Winton to Charters Towers (approx 463km / 4hrs 45mins)
Depart Winton and follow the Kennedy Development Road north on your homeward stretch. About an hour into the drive, make a stop at Corfield, a small town with a pub, camping ground and a post office. Corfield was founded when the now ceased railway line from Winton to Hughenden was built in the late 1800s, linking Winton with Townsville. The town, population of 10, swells to more than 1000 once a year (around August) when the popular Corfield Races are held (yes, it’s a pun on the better known Caulfield Races!). The popular horse race is an annual event when punters from near and far come to experience the real Corfield races!
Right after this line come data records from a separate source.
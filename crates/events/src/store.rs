//! The ground-truth store capability.

use std::collections::BTreeMap;

use hmhews_calendar::DateRange;
use tracing::debug;

use crate::error::StoreError;
use crate::event::DisasterEvent;

/// A source of historical disaster events, keyed by the disaster
/// database's own region ids.
pub trait EventStore: Send + Sync {
    /// Name used in logs and errors.
    fn name(&self) -> &str;

    /// Confirms the store can be reached before a run starts.
    fn check_available(&self) -> Result<(), StoreError> {
        Ok(())
    }

    /// Events for `region_id` dated inside `range`, ordered by date.
    fn query(&self, region_id: &str, range: &DateRange) -> Result<Vec<DisasterEvent>, StoreError>;

    /// Source records dropped so far because they could not be turned
    /// into events.
    fn skipped_records(&self) -> u64 {
        0
    }
}

/// Events held in memory, indexed per region and sorted by date.
#[derive(Debug, Clone, Default)]
pub struct InMemoryEventStore {
    name: String,
    by_region: BTreeMap<String, Vec<DisasterEvent>>,
    len: usize,
    skipped: u64,
}

impl InMemoryEventStore {
    pub fn new(name: impl Into<String>, events: Vec<DisasterEvent>) -> Self {
        let len = events.len();
        let mut by_region: BTreeMap<String, Vec<DisasterEvent>> = BTreeMap::new();
        for event in events {
            by_region
                .entry(event.region_id().to_string())
                .or_default()
                .push(event);
        }
        for events in by_region.values_mut() {
            // stable: same-day events keep their load order
            events.sort_by_key(DisasterEvent::date);
        }
        let name = name.into();
        debug!(store = %name, events = len, regions = by_region.len(), "event store indexed");
        Self {
            name,
            by_region,
            len,
            skipped: 0,
        }
    }

    /// Records how many source rows were dropped while loading.
    pub fn with_skipped_records(mut self, skipped: u64) -> Self {
        self.skipped = skipped;
        self
    }

    /// Total number of events held.
    pub fn len(&self) -> usize {
        self.len
    }

    pub fn is_empty(&self) -> bool {
        self.len == 0
    }

    /// Region ids with at least one event.
    pub fn regions(&self) -> impl Iterator<Item = &str> {
        self.by_region.keys().map(String::as_str)
    }
}

impl EventStore for InMemoryEventStore {
    fn name(&self) -> &str {
        &self.name
    }

    fn query(&self, region_id: &str, range: &DateRange) -> Result<Vec<DisasterEvent>, StoreError> {
        let Some(events) = self.by_region.get(region_id) else {
            return Ok(Vec::new());
        };
        let from = events.partition_point(|e| e.date() < range.start());
        let to = events.partition_point(|e| e.date() <= range.end());
        Ok(events[from..to].to_vec())
    }

    fn skipped_records(&self) -> u64 {
        self.skipped
    }
}
//! Low-level Parquet column building.

use std::path::Path;
use std::sync::Arc;

use arrow::array::{ArrayRef, Date32Array, Float64Array, RecordBatch, StringArray};
use arrow::datatypes::{Field, Schema};
use chrono::{Datelike, NaiveDate};
use hmhews_sources::SampleTable;
use parquet::arrow::ArrowWriter;
use parquet::file::properties::WriterProperties;

use crate::error::IoError;
use crate::validate::SAMPLE_COLUMNS;

/// `NaiveDate::num_days_from_ce` of 1970-01-01, the Date32 epoch.
const UNIX_EPOCH_FROM_CE: i32 = 719_163;

/// Days since the Unix epoch, as stored in a Date32 column.
pub(crate) fn date_to_days(date: NaiveDate) -> i32 {
    date.num_days_from_ce() - UNIX_EPOCH_FROM_CE
}

/// Inverse of [`date_to_days`]; `None` outside chrono's range.
pub(crate) fn days_to_date(days: i32) -> Option<NaiveDate> {
    days.checked_add(UNIX_EPOCH_FROM_CE)
        .and_then(NaiveDate::from_num_days_from_ce_opt)
}

/// Arrow schema of a hazard sample table: `region_id`, `date`, `value`.
pub(crate) fn build_schema() -> Schema {
    Schema::new(
        SAMPLE_COLUMNS
            .iter()
            .map(|(name, dt)| Field::new(*name, dt.clone(), false))
            .collect::<Vec<_>>(),
    )
}

/// Converts every row of `table` into one [`RecordBatch`].
pub(crate) fn table_to_record_batch(
    table: &SampleTable,
    schema: &Schema,
) -> Result<RecordBatch, IoError> {
    let n = table.len();
    let mut regions = Vec::with_capacity(n);
    let mut dates = Vec::with_capacity(n);
    let mut values = Vec::with_capacity(n);
    for (region, date, value) in table.rows() {
        regions.push(region);
        dates.push(date_to_days(date));
        values.push(value);
    }

    let columns: Vec<ArrayRef> = vec![
        Arc::new(StringArray::from(regions)),
        Arc::new(Date32Array::from(dates)),
        Arc::new(Float64Array::from(values)),
    ];
    Ok(RecordBatch::try_new(Arc::new(schema.clone()), columns)?)
}

/// Writes a sequence of [`RecordBatch`]es to a Parquet file at `path`.
///
/// # Errors
///
/// Returns [`IoError::Parquet`] if file creation, batch writing, or file
/// finalisation fails.
pub(crate) fn write_batches(
    path: &Path,
    batches: &[RecordBatch],
    schema: &Schema,
    props: WriterProperties,
) -> Result<(), IoError> {
    let file = std::fs::File::create(path).map_err(|e| IoError::Parquet {
        reason: format!("{}: {e}", path.display()),
    })?;
    let mut writer = ArrowWriter::try_new(file, Arc::new(schema.clone()), Some(props))?;

    for batch in batches {
        writer.write(batch)?;
    }

    writer.close()?;
    Ok(())
}

#[cfg(test)]
mod tests {
    use super::*;

    fn ymd(y: i32, m: u32, d: u32) -> NaiveDate {
        NaiveDate::from_ymd_opt(y, m, d).unwrap()
    }

    #[test]
    fn epoch_is_day_zero() {
        assert_eq!(date_to_days(ymd(1970, 1, 1)), 0);
        assert_eq!(date_to_days(ymd(1969, 12, 31)), -1);
        assert_eq!(date_to_days(ymd(2022, 12, 1)), 19327);
        assert_eq!(days_to_date(19327), Some(ymd(2022, 12, 1)));
        assert_eq!(days_to_date(i32::MAX), None);
    }

    #[test]
    fn schema_has_sample_columns() {
        let schema = build_schema();
        let names: Vec<&str> = schema.fields().iter().map(|f| f.name().as_str()).collect();
        assert_eq!(names, ["region_id", "date", "value"]);
    }

    #[test]
    fn record_batch_holds_every_row() {
        let table: SampleTable = [
            ("IDN.1.1_1", ymd(2022, 12, 1), 12.5),
            ("IDN.1.1_1", ymd(2022, 12, 1), 3.0),
            ("IDN.1.2_1", ymd(2022, 12, 2), 0.0),
        ]
        .into_iter()
        .collect();
        let schema = build_schema();
        let batch = table_to_record_batch(&table, &schema).unwrap();
        assert_eq!(batch.num_rows(), 3);
        assert_eq!(batch.num_columns(), 3);
    }
}
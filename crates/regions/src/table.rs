//! The resolved identity lookup between two hierarchies.

use std::collections::BTreeMap;

use serde::Serialize;

use crate::overrides::OverrideTable;

/// How a link was established.
#[derive(Debug, Clone, Copy, PartialEq, Eq, Hash, Serialize)]
#[serde(rename_all = "snake_case")]
pub enum MatchMethod {
    ExactName,
    NormalizedName,
    ManualOverride,
}

/// Why a boundary region has no link.
#[derive(Debug, Clone, Copy, PartialEq, Eq, Hash, Serialize)]
#[serde(rename_all = "snake_case")]
pub enum UnresolvedReason {
    /// No candidate matched by exact or normalized name.
    NoMatch,
    /// More than one candidate matched at the same stage.
    Ambiguous,
    /// An operator chose to leave the region unresolved.
    ManualOverride,
}

/// Association of one boundary region with one disaster-database region.
#[derive(Debug, Clone, PartialEq, Eq, Serialize)]
pub struct RegionIdentityLink {
    source_id: String,
    target_id: String,
    method: MatchMethod,
}

impl RegionIdentityLink {
    pub fn new(source_id: impl Into<String>, target_id: impl Into<String>, method: MatchMethod) -> Self {
        Self {
            source_id: source_id.into(),
            target_id: target_id.into(),
            method,
        }
    }

    /// Boundary-hierarchy region id.
    pub fn source_id(&self) -> &str {
        &self.source_id
    }

    /// Disaster-database region id.
    pub fn target_id(&self) -> &str {
        &self.target_id
    }

    pub fn method(&self) -> MatchMethod {
        self.method
    }
}

/// Outcome of resolving one boundary region.
#[derive(Debug, Clone, PartialEq, Eq, Serialize)]
#[serde(tag = "status", rename_all = "snake_case")]
pub enum Resolution {
    Linked(RegionIdentityLink),
    Unresolved { reason: UnresolvedReason },
}

/// Link counts per match method plus unresolved counts per reason.
#[derive(Debug, Clone, Copy, Default, PartialEq, Eq, Serialize)]
pub struct MatchCounts {
    pub exact_name: usize,
    pub normalized_name: usize,
    pub manual_override: usize,
    pub no_match: usize,
    pub ambiguous: usize,
    pub manual_unresolved: usize,
}

impl MatchCounts {
    pub fn linked(&self) -> usize {
        self.exact_name + self.normalized_name + self.manual_override
    }

    pub fn unresolved(&self) -> usize {
        self.no_match + self.ambiguous + self.manual_unresolved
    }
}

/// Bidirectional identity lookup, built once per run.
///
/// Every boundary region the resolver saw has exactly one entry, either
/// linked or unresolved.
#[derive(Debug, Clone, PartialEq, Eq, Serialize)]
pub struct IdentityTable {
    boundary: String,
    disaster: String,
    entries: BTreeMap<String, Resolution>,
    #[serde(skip)]
    reverse: BTreeMap<String, Vec<String>>,
}

impl IdentityTable {
    pub(crate) fn new(
        boundary: impl Into<String>,
        disaster: impl Into<String>,
        entries: BTreeMap<String, Resolution>,
    ) -> Self {
        let mut reverse: BTreeMap<String, Vec<String>> = BTreeMap::new();
        for resolution in entries.values() {
            if let Resolution::Linked(link) = resolution {
                reverse
                    .entry(link.target_id.clone())
                    .or_default()
                    .push(link.source_id.clone());
            }
        }
        Self {
            boundary: boundary.into(),
            disaster: disaster.into(),
            entries,
            reverse,
        }
    }

    /// Builds a table directly from resolutions keyed by boundary id.
    pub fn from_resolutions(
        boundary: impl Into<String>,
        disaster: impl Into<String>,
        resolutions: impl IntoIterator<Item = (String, Resolution)>,
    ) -> Self {
        Self::new(boundary, disaster, resolutions.into_iter().collect())
    }

    /// Name of the boundary hierarchy.
    pub fn boundary_name(&self) -> &str {
        &self.boundary
    }

    /// Name of the disaster-database hierarchy.
    pub fn disaster_name(&self) -> &str {
        &self.disaster
    }

    pub fn resolution(&self, boundary_id: &str) -> Option<&Resolution> {
        self.entries.get(boundary_id)
    }

    pub fn link(&self, boundary_id: &str) -> Option<&RegionIdentityLink> {
        match self.entries.get(boundary_id) {
            Some(Resolution::Linked(link)) => Some(link),
            _ => None,
        }
    }

    /// Disaster-database id for a boundary region, if linked.
    pub fn target(&self, boundary_id: &str) -> Option<&str> {
        self.link(boundary_id).map(RegionIdentityLink::target_id)
    }

    /// Boundary regions linked to `disaster_id`, ordered by id.
    pub fn sources_of(&self, disaster_id: &str) -> &[String] {
        self.reverse
            .get(disaster_id)
            .map(Vec::as_slice)
            .unwrap_or(&[])
    }

    /// Unresolved boundary regions with their reason, ordered by id.
    pub fn unresolved(&self) -> impl Iterator<Item = (&str, UnresolvedReason)> {
        self.entries.iter().filter_map(|(id, r)| match r {
            Resolution::Unresolved { reason } => Some((id.as_str(), *reason)),
            Resolution::Linked(_) => None,
        })
    }

    pub fn iter(&self) -> impl Iterator<Item = (&str, &Resolution)> {
        self.entries.iter().map(|(id, r)| (id.as_str(), r))
    }

    pub fn len(&self) -> usize {
        self.entries.len()
    }

    pub fn is_empty(&self) -> bool {
        self.entries.is_empty()
    }

    pub fn counts(&self) -> MatchCounts {
        let mut counts = MatchCounts::default();
        for resolution in self.entries.values() {
            match resolution {
                Resolution::Linked(link) => match link.method {
                    MatchMethod::ExactName => counts.exact_name += 1,
                    MatchMethod::NormalizedName => counts.normalized_name += 1,
                    MatchMethod::ManualOverride => counts.manual_override += 1,
                },
                Resolution::Unresolved { reason } => match reason {
                    UnresolvedReason::NoMatch => counts.no_match += 1,
                    UnresolvedReason::Ambiguous => counts.ambiguous += 1,
                    UnresolvedReason::ManualOverride => counts.manual_unresolved += 1,
                },
            }
        }
        counts
    }

    /// Override stub listing every unresolved region as "leave unresolved",
    /// ready for an operator to fill in targets.
    pub fn override_template(&self) -> OverrideTable {
        self.unresolved()
            .fold(OverrideTable::new(), |table, (id, _)| table.with_unresolved(id))
    }
}

#[cfg(test)]
mod tests {
    use super::*;
    use crate::overrides::OverrideEntry;

    fn sample() -> IdentityTable {
        IdentityTable::from_resolutions(
            "gadm",
            "dibi",
            vec![
                (
                    "a".to_string(),
                    Resolution::Linked(RegionIdentityLink::new("a", "3204", MatchMethod::ExactName)),
                ),
                (
                    "b".to_string(),
                    Resolution::Linked(RegionIdentityLink::new("b", "3204", MatchMethod::NormalizedName)),
                ),
                (
                    "c".to_string(),
                    Resolution::Unresolved {
                        reason: UnresolvedReason::Ambiguous,
                    },
                ),
            ],
        )
    }

    #[test]
    fn lookups_both_directions() {
        let table = sample();
        assert_eq!(table.target("a"), Some("3204"));
        assert_eq!(table.target("c"), None);
        assert_eq!(table.target("zzz"), None);
        assert_eq!(table.sources_of("3204"), ["a".to_string(), "b".to_string()]);
        assert!(table.sources_of("9999").is_empty());
    }

    #[test]
    fn counts_by_method() {
        let counts = sample().counts();
        assert_eq!(counts.exact_name, 1);
        assert_eq!(counts.normalized_name, 1);
        assert_eq!(counts.ambiguous, 1);
        assert_eq!(counts.linked(), 2);
        assert_eq!(counts.unresolved(), 1);
    }

    #[test]
    fn template_lists_unresolved_only() {
        let template = sample().override_template();
        assert_eq!(template.len(), 1);
        assert_eq!(template.get("c"), Some(&OverrideEntry::Unresolved));
    }

    #[test]
    fn serializes_status_tag() {
        let json = serde_json::to_string(&sample()).unwrap();
        assert!(json.contains(r#""status":"linked""#));
        assert!(json.contains(r#""reason":"ambiguous""#));
        assert!(!json.contains("reverse"));
    }
}
//! Error types for hazard source adapters.

use hmhews_retry::Transient;

/// Errors raised by hazard source adapters and the source registry.
#[derive(Debug, Clone, PartialEq, thiserror::Error)]
pub enum SourceError {
    /// The provider could not be reached. Worth retrying.
    #[error("source '{source_id}' unavailable: {reason}")]
    Unavailable { source_id: String, reason: String },

    /// The provider answered with data that cannot be used.
    #[error("source '{source_id}' returned malformed data: {reason}")]
    Provider { source_id: String, reason: String },

    /// No adapter is registered under this identifier.
    #[error("unknown hazard source '{source_id}'")]
    UnknownSource { source_id: String },
}

impl Transient for SourceError {
    fn is_transient(&self) -> bool {
        matches!(self, Self::Unavailable { .. })
    }
}
//! Error types for hmhews-io.

use std::path::PathBuf;

use hmhews_regions::RegionError;

/// Error type for all fallible operations in the hmhews-io crate.
#[derive(Debug, thiserror::Error)]
pub enum IoError {
    /// Returned when a required file does not exist on disk.
    #[error("file not found: {}", path.display())]
    FileNotFound {
        /// Path that could not be found.
        path: PathBuf,
    },

    /// Wraps an error originating from the Parquet or Arrow libraries.
    #[error("parquet error: {reason}")]
    Parquet {
        /// Description of the underlying failure.
        reason: String,
    },

    /// A JSON file could not be read, parsed, or written.
    #[error("json error in {}: {reason}", path.display())]
    Json { path: PathBuf, reason: String },

    /// A TOML file could not be read, parsed, or written.
    #[error("toml error in {}: {reason}", path.display())]
    Toml { path: PathBuf, reason: String },

    /// Returned when one or more validation checks fail.
    #[error("{count} validation error(s): {details}")]
    Validation {
        /// Number of accumulated validation failures.
        count: usize,
        /// Human-readable summary of the failures.
        details: String,
    },

    /// The loaded regions do not form a valid hierarchy.
    #[error(transparent)]
    Region(#[from] RegionError),
}

impl From<parquet::errors::ParquetError> for IoError {
    fn from(e: parquet::errors::ParquetError) -> Self {
        IoError::Parquet {
            reason: e.to_string(),
        }
    }
}

impl From<arrow::error::ArrowError> for IoError {
    fn from(e: arrow::error::ArrowError) -> Self {
        IoError::Parquet {
            reason: e.to_string(),
        }
    }
}
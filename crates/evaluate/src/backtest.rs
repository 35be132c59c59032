//! The backtest evaluator.

use std::collections::BTreeSet;

use hmhews_calendar::NaiveDate;
use hmhews_events::{EventStore, positive_dates};
use hmhews_index::{CellOutcome, HazardIndexEngine, SourceSpec, Threshold};
use hmhews_regions::IdentityTable;
use hmhews_retry::retry;
use rayon::prelude::*;
use tracing::{debug, info, info_span, warn};

use crate::config::BacktestConfig;
use crate::confusion::ConfusionMatrix;
use crate::error::EvaluateError;
use crate::output::{BacktestReport, ConfigSummary, Exclusions, SweepReport, SweepRow};

/// One (region, day) join unit with a hazard value.
#[derive(Debug, Clone, Copy, PartialEq)]
pub struct EvaluationCell {
    pub date: NaiveDate,
    pub hazard: f64,
    pub actual: bool,
}

impl EvaluationCell {
    pub fn predicted(&self, threshold: &Threshold) -> bool {
        threshold.is_exceeded_by(self.hazard)
    }
}

/// Everything fetched for one boundary region, independent of threshold.
#[derive(Debug, Clone)]
struct RegionCells {
    region_id: String,
    resolved: bool,
    cells: Vec<EvaluationCell>,
    exclusions: Exclusions,
}

impl RegionCells {
    fn tally(&self, threshold: &Threshold) -> Tally {
        let mut matrix = ConfusionMatrix::new();
        for cell in &self.cells {
            matrix.record(cell.predicted(threshold), cell.actual);
        }
        Tally {
            matrix,
            evaluated_regions: usize::from(self.resolved && self.exclusions.failed_regions == 0),
            exclusions: self.exclusions,
        }
    }
}

#[derive(Debug, Clone, Copy, Default)]
struct Tally {
    matrix: ConfusionMatrix,
    evaluated_regions: usize,
    exclusions: Exclusions,
}

impl Tally {
    fn merge(self, other: Self) -> Self {
        Self {
            matrix: self.matrix.merge(other.matrix),
            evaluated_regions: self.evaluated_regions + other.evaluated_regions,
            exclusions: self.exclusions.merge(other.exclusions),
        }
    }
}

/// Joins hazard predictions against ground truth over regions × days.
pub struct Backtester<'a> {
    engine: &'a HazardIndexEngine,
    store: &'a dyn EventStore,
    identities: &'a IdentityTable,
    config: BacktestConfig,
}

impl<'a> Backtester<'a> {
    /// Creates a backtester.
    ///
    /// # Errors
    ///
    /// Returns [`EvaluateError::InvalidConfig`] if `config` fails validation.
    pub fn new(
        engine: &'a HazardIndexEngine,
        store: &'a dyn EventStore,
        identities: &'a IdentityTable,
        config: BacktestConfig,
    ) -> Result<Self, EvaluateError> {
        config.validate()?;
        Ok(Self {
            engine,
            store,
            identities,
            config,
        })
    }

    pub fn config(&self) -> &BacktestConfig {
        &self.config
    }

    /// Evaluates `boundary_regions` at the configured threshold.
    ///
    /// # Errors
    ///
    /// Fails when the region filter names a region not in
    /// `boundary_regions`, or when the ground-truth store stays unreachable
    /// after retries. A query failing for a single region does not abort
    /// the run; that region's days are counted as failed cells.
    pub fn evaluate<S: AsRef<str> + Sync>(
        &self,
        boundary_regions: &[S],
    ) -> Result<BacktestReport, EvaluateError> {
        let _span = info_span!("backtest", threshold = self.config.threshold().value()).entered();
        let regions = self.collect(boundary_regions)?;
        let threshold = self.config.threshold();
        let tally = self.reduce(&regions, &threshold);

        let report = BacktestReport {
            config: self.summary(),
            confusion: tally.matrix,
            metrics: tally.matrix.metrics(),
            evaluated_cells: tally.matrix.total(),
            evaluated_regions: tally.evaluated_regions,
            exclusions: tally.exclusions,
            skipped_event_records: self.store.skipped_records(),
            unresolved_region_ids: regions
                .iter()
                .filter(|r| !r.resolved)
                .map(|r| r.region_id.clone())
                .collect(),
        };
        info!(
            tp = report.confusion.true_positives(),
            fp = report.confusion.false_positives(),
            fn_ = report.confusion.false_negatives(),
            tn = report.confusion.true_negatives(),
            accuracy = report.metrics.accuracy,
            f1 = report.metrics.f1,
            unresolved = report.exclusions.unresolved_regions,
            no_data = report.exclusions.no_data_cells,
            failed = report.exclusions.failed_cells,
            "backtest complete"
        );
        Ok(report)
    }

    /// Scores every threshold in `thresholds` against the same cells.
    ///
    /// Cells are fetched once. Rows come back sorted by normalized
    /// threshold; the best row has the highest F1, ties going to the lowest
    /// threshold.
    pub fn sweep<S: AsRef<str> + Sync>(
        &self,
        boundary_regions: &[S],
        thresholds: &[Threshold],
    ) -> Result<SweepReport, EvaluateError> {
        if thresholds.is_empty() {
            return Err(EvaluateError::InvalidConfig {
                reason: "threshold sweep needs at least one threshold".to_string(),
            });
        }
        let _span = info_span!("sweep", thresholds = thresholds.len()).entered();
        let regions = self.collect(boundary_regions)?;

        let mut sorted = thresholds.to_vec();
        sorted.sort_by(|a, b| a.normalized().total_cmp(&b.normalized()));

        let mut rows = Vec::with_capacity(sorted.len());
        let mut shared = Tally::default();
        for threshold in &sorted {
            let tally = self.reduce(&regions, threshold);
            debug!(threshold = threshold.value(), tp = tally.matrix.true_positives(), "threshold scored");
            rows.push(SweepRow {
                hazard_threshold: threshold.value(),
                normalized_threshold: threshold.normalized(),
                confusion: tally.matrix,
                metrics: tally.matrix.metrics(),
            });
            shared = tally;
        }

        let mut best = 0;
        for (i, row) in rows.iter().enumerate() {
            if row.metrics.f1 > rows[best].metrics.f1 {
                best = i;
            }
        }
        if let Some(row) = rows.get(best) {
            info!(threshold = row.hazard_threshold, f1 = row.metrics.f1, "best threshold");
        }

        Ok(SweepReport {
            config: self.summary(),
            rows,
            best,
            evaluated_regions: shared.evaluated_regions,
            exclusions: shared.exclusions,
            skipped_event_records: self.store.skipped_records(),
        })
    }

    fn reduce(&self, regions: &[RegionCells], threshold: &Threshold) -> Tally {
        if self.config.parallel() {
            regions
                .par_iter()
                .map(|r| r.tally(threshold))
                .reduce(Tally::default, Tally::merge)
        } else {
            regions
                .iter()
                .map(|r| r.tally(threshold))
                .fold(Tally::default(), Tally::merge)
        }
    }

    fn collect<S: AsRef<str> + Sync>(
        &self,
        boundary_regions: &[S],
    ) -> Result<Vec<RegionCells>, EvaluateError> {
        let selected = self.select(boundary_regions)?;

        retry(self.config.retry(), "event store availability", || {
            self.store.check_available()
        })
        .map_err(|e| EvaluateError::UpstreamUnavailable {
            store: self.store.name().to_string(),
            reason: e.to_string(),
        })?;

        info!(
            regions = selected.len(),
            days = self.config.range().len(),
            parallel = self.config.parallel(),
            "collecting cells"
        );
        let collected: Vec<RegionCells> = if self.config.parallel() {
            selected.par_iter().map(|id| self.collect_region(id)).collect()
        } else {
            selected.iter().map(|id| self.collect_region(id)).collect()
        };

        let unresolved = collected.iter().filter(|r| !r.resolved).count();
        if unresolved > 0 {
            warn!(unresolved, "regions without a ground-truth link are excluded from the matrix");
        }
        let failed = collected.iter().filter(|r| r.exclusions.failed_regions > 0).count();
        if failed > 0 {
            warn!(failed, "regions whose ground-truth query failed are excluded from the matrix");
        }
        let skipped = self.store.skipped_records();
        if skipped > 0 {
            warn!(skipped, store = self.store.name(), "ground-truth records were dropped as malformed");
        }
        Ok(collected)
    }

    fn select<'r, S: AsRef<str>>(&self, boundary_regions: &'r [S]) -> Result<Vec<&'r str>, EvaluateError> {
        let available: BTreeSet<&str> = boundary_regions.iter().map(AsRef::as_ref).collect();
        if let crate::config::RegionFilter::Only(ids) = self.config.region_filter() {
            let missing: Vec<&str> = ids
                .iter()
                .map(String::as_str)
                .filter(|id| !available.contains(id))
                .collect();
            if !missing.is_empty() {
                return Err(EvaluateError::InvalidConfig {
                    reason: format!("region filter names unknown regions: {}", missing.join(", ")),
                });
            }
        }
        Ok(available
            .into_iter()
            .filter(|id| self.config.region_filter().includes(id))
            .collect())
    }

    fn collect_region(&self, region_id: &str) -> RegionCells {
        let range = self.config.range();
        let Some(target) = self.identities.target(region_id) else {
            debug!(region = region_id, "unresolved; skipped");
            return RegionCells {
                region_id: region_id.to_string(),
                resolved: false,
                cells: Vec::new(),
                exclusions: Exclusions {
                    unresolved_regions: 1,
                    unresolved_region_days: range.len() as u64,
                    ..Exclusions::default()
                },
            };
        };

        let label = format!("query {} for {target}", self.store.name());
        let events = match retry(self.config.retry(), &label, || self.store.query(target, range)) {
            Ok(events) => events,
            Err(e) => {
                warn!(region = region_id, target, error = %e, "ground-truth query failed; region days count as failed");
                let days = range.len() as u64;
                return RegionCells {
                    region_id: region_id.to_string(),
                    resolved: true,
                    cells: Vec::new(),
                    exclusions: Exclusions {
                        no_data_cells: days,
                        failed_cells: days,
                        failed_regions: 1,
                        ..Exclusions::default()
                    },
                };
            }
        };
        let positives = positive_dates(&events, self.config.event_filter());

        let mut cells = Vec::with_capacity(range.len());
        let mut exclusions = Exclusions::default();
        for (date, outcome) in self.engine.compute_window(region_id, range) {
            match outcome {
                CellOutcome::Sample(sample) => cells.push(EvaluationCell {
                    date,
                    hazard: sample.value(),
                    actual: positives.contains(&date),
                }),
                CellOutcome::NoData => exclusions.no_data_cells += 1,
                CellOutcome::Failed { .. } => {
                    exclusions.no_data_cells += 1;
                    exclusions.failed_cells += 1;
                }
            }
        }
        debug!(
            region = region_id,
            target,
            cells = cells.len(),
            positives = positives.len(),
            no_data = exclusions.no_data_cells,
            "region collected"
        );

        RegionCells {
            region_id: region_id.to_string(),
            resolved: true,
            cells,
            exclusions,
        }
    }

    fn summary(&self) -> ConfigSummary {
        let range = self.config.range();
        let threshold = self.config.threshold();
        let index = self.engine.config();
        let filter = self.config.event_filter();
        ConfigSummary {
            start: range.start(),
            end: range.end(),
            days: range.len(),
            hazard_threshold: threshold.value(),
            threshold_scale: threshold.scale_max(),
            normalized_threshold: threshold.normalized(),
            hazard_index: index.identifier().to_string(),
            hazard_sources: index
                .sources()
                .iter()
                .map(SourceSpec::identifier)
                .map(str::to_string)
                .collect(),
            composition: index.rule(),
            event_types: filter.event_types().iter().map(ToString::to_string).collect(),
            min_affected: filter.min_affected(),
            parallel: self.config.parallel(),
        }
    }
}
Continue your drive back through to the township Prairie in the Flinders Shire. In the 1870’s Prairie was a main horse change centre for Cobb & Co Coaches. Call in to the Prairie Hotel for lunch and take a look at their impressive collection of stockman’s hats and other historical memorabilia. You might also learn the story of their resident ghost, said to be a wandering ringer from the 1930s.
From Prairie it is just another 200 kilometres before your reach Charters Towers.
Charters Towers to Townsville (approx 145 km / 1 hr 30 mins)
Call in to the Charters Towers Visitor Information Centre and pick up some information on the Ghosts of Gold Heritage Trail. Hear stories from the ghosts of gold rush days at historic venues included in the trail – Stock Exchange Arcade, Towers Hill Lookout and The Venus Gold Battery.
Back in 1871, a young Aboriginal stopped to take a drink from a sandy river bed when he noticed something sparkling from the shallows. Gold! The first goldfield known as Charters Towers was established the following year and the rest is history. Around 10 kilometre from town, Leahton Park is a massive 1100-acre property, home to the legendary Texas Longhorns! Take a horse drawn wagon ride, enjoy a camp oven billy tea and damper and visit the saddle shop. When the mood strikes you, head back east along the Flinders Highway to Townsville.
With its cosmopolitan coastal lifestyle, Townsville is the perfect base to explore the wonders of the reef, including nearby Magnetic Island. Consider spending a few days here at the end of your drive.